В селе маленького Фазиля к тяжелым работам старались не привлекать — так, посылали иногда с поручениями, а в основном оставляли в покое: читать книжки и наблюдать за жизнью. В общем-то, это самое лучшее, что могли сделать для писателя мудрые абхазские крестьяне.
Вот типичный день маленького Фазиля в селе (рассказ «Петух»):
«Вся семья — мать, две взрослые дочери, два взрослых сына — с утра уходила на работу: кто на прополку кукурузы, кто на ломку табака. Я оставался один. Обязанности мои были легкими и приятными. Я должен был накормить козлят (хорошая вязанка шумящих листьями ореховых веток), к полудню принести из родника свежей воды и вообще присматривать за домом. Присматривать особенно было нечего, но приходилось изредка покрикивать, чтобы ястреба чувствовали близость человека и не нападали на хозяйских цыплят. За это мне разрешалось как представителю хилого городского племени выпивать пару свежих яиц из-под курицы, что я и делал добросовестно и охотно».
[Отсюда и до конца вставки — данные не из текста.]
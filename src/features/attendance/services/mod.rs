mod attendance_service;

pub use attendance_service::{AttendanceService, DailyAttendance};
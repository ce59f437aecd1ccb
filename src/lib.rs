//! # yts-scraper
//!
//! A client for the YTS movie catalog: the JSON API plus the HTML pages
//! that have no API counterpart.
//!
//! ## Architecture
//!
//! Scraped pages flow through a small pipeline:
//!
//! ```text
//! Fetcher → Html → extract (records → listings → pages) → domain
//! ```
//!
//! - [`fetcher`]: HTTP transport behind an async trait
//! - [`extract`]: selector-driven extraction of movie cards, directors,
//!   reviews and comments
//! - [`validate`]: field coercion and rule checks; every failing field of a
//!   record is reported together
//! - [`client`]: the facade tying fetches, extraction and pagination together
//!
//! ## Quick Start
//!
//! ```bash
//! # Trending movies as JSON
//! yts trending
//!
//! # Second page of a movie's comments
//! yts comments inception-2010 --page 2
//!
//! # Magnet links for every torrent of a movie
//! yts magnets 3175
//! ```
//!
//! ## Modules
//!
//! - [`app`]: Application context and error types
//! - [`cli`]: Command-line interface definitions
//! - [`client`]: API calls, scraped pages, comment pagination, magnet links
//! - [`config`]: TOML configuration
//! - [`domain`]: Records, API payloads and closed enumerations
//! - [`extract`]: HTML extraction
//! - [`fetcher`]: HTTP fetching
//! - [`filters`]: API query filters
//! - [`validate`]: Field validation

/// Application context and error handling.
///
/// The [`AppContext`](app::AppContext) struct wires a [`Client`](client::Client)
/// from the loaded configuration.
pub mod app;

/// Command-line interface using clap.
///
/// Every subcommand prints its response as pretty JSON:
/// - `trending`, `home` - scraped listings
/// - `director`, `reviews`, `comments`, `details`, `resolve` - movie page sections
/// - `search`, `movie`, `suggestions`, `magnets` - API calls
pub mod cli;

/// The YTS client facade.
pub mod client;

/// Configuration management.
///
/// Loads from `~/.config/yts-scraper/config.toml`, supporting:
/// - API and site base URLs
/// - Request timeout and user agent
/// - Magnet link trackers
pub mod config;

/// Core domain models.
///
/// - [`SiteMovie`](domain::SiteMovie), [`SiteUpcomingMovie`](domain::SiteUpcomingMovie):
///   movie cards sharing a [`SiteMovieBase`](domain::SiteMovieBase)
/// - [`Movie`](domain::Movie), [`MovieDetails`](domain::MovieDetails): API payloads
/// - [`TorrentInfoGetter`](domain::TorrentInfoGetter): anything magnet links can be made from
pub mod domain;

/// HTML extraction.
///
/// - [`Scrape`](extract::Scrape): one fragment into one validated record
/// - [`ListingError`](extract::ListingError): per-item failures of a listing
pub mod extract;

/// HTTP fetching.
///
/// - [`Fetcher`](fetcher::Fetcher): Async trait returning raw bodies
/// - [`HttpFetcher`](fetcher::HttpFetcher): reqwest-based implementation
pub mod fetcher;

/// Search and movie-details query filters.
pub mod filters;

/// Field validation with total error reporting.
pub mod validate;
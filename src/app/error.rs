use thiserror::Error;

use crate::config::ConfigError;
use crate::domain::Quality;
use crate::extract::ListingError;
use crate::validate::ValidationErrors;

#[derive(Error, Debug)]
pub enum YtsError {
    #[error("Invalid argument: {0}")]
    InvalidArgument(String),

    #[error("no elements found for {selector:?}")]
    NoElements { selector: &'static str },

    #[error("invalid {attribute:?} found for {selector:?}")]
    InvalidAttribute {
        selector: &'static str,
        attribute: &'static str,
    },

    #[error(transparent)]
    Validation(#[from] ValidationErrors),

    #[error(transparent)]
    Listing(#[from] ListingError),

    #[error("HTTP error: {0}")]
    Http(#[from] reqwest::Error),

    #[error("received response with status code: {0}")]
    UnexpectedStatus(u16),

    #[error("JSON decoding error: {0}")]
    Json(#[from] serde_json::Error),

    #[error("no torrent found having quality {0}")]
    NoTorrent(Quality),

    #[error("Configuration error: {0}")]
    Config(#[from] ConfigError),
}

impl YtsError {
    /// True for failures caused by the page no longer matching the expected
    /// markup, as opposed to caller or transport problems.
    pub fn is_extraction_failure(&self) -> bool {
        matches!(
            self,
            Self::NoElements { .. }
                | Self::InvalidAttribute { .. }
                | Self::Validation(_)
                | Self::Listing(_)
        )
    }
}

pub type Result<T> = std::result::Result<T, YtsError>;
Да что сказать, он даже мышей не мог убивать — виданное ли дело для настоящего абхазского мужчины, хоть и будущего!
«С мышами у него тоже были свои сложности. Мама выдала ему старую вилку, чтобы он ею убивал мышей, попавших в мышеловку. Но ему было противно прокалывать мышей вилкой. Если попадалась мышь, он выносил мышеловку на улицу, открывал ее над канавой, и живая мышь шлепалась туда» («Оладьи тридцать седьмого года»).
Читая Искандера, думаешь, что будущий писатель и не мог поступить иначе. А нынче мода другая: любят прихвастнуть прозаики и поэты брутальными похождениями в детстве и юности (ну и соврать при этом, преувеличивая свою «несгибаемость»).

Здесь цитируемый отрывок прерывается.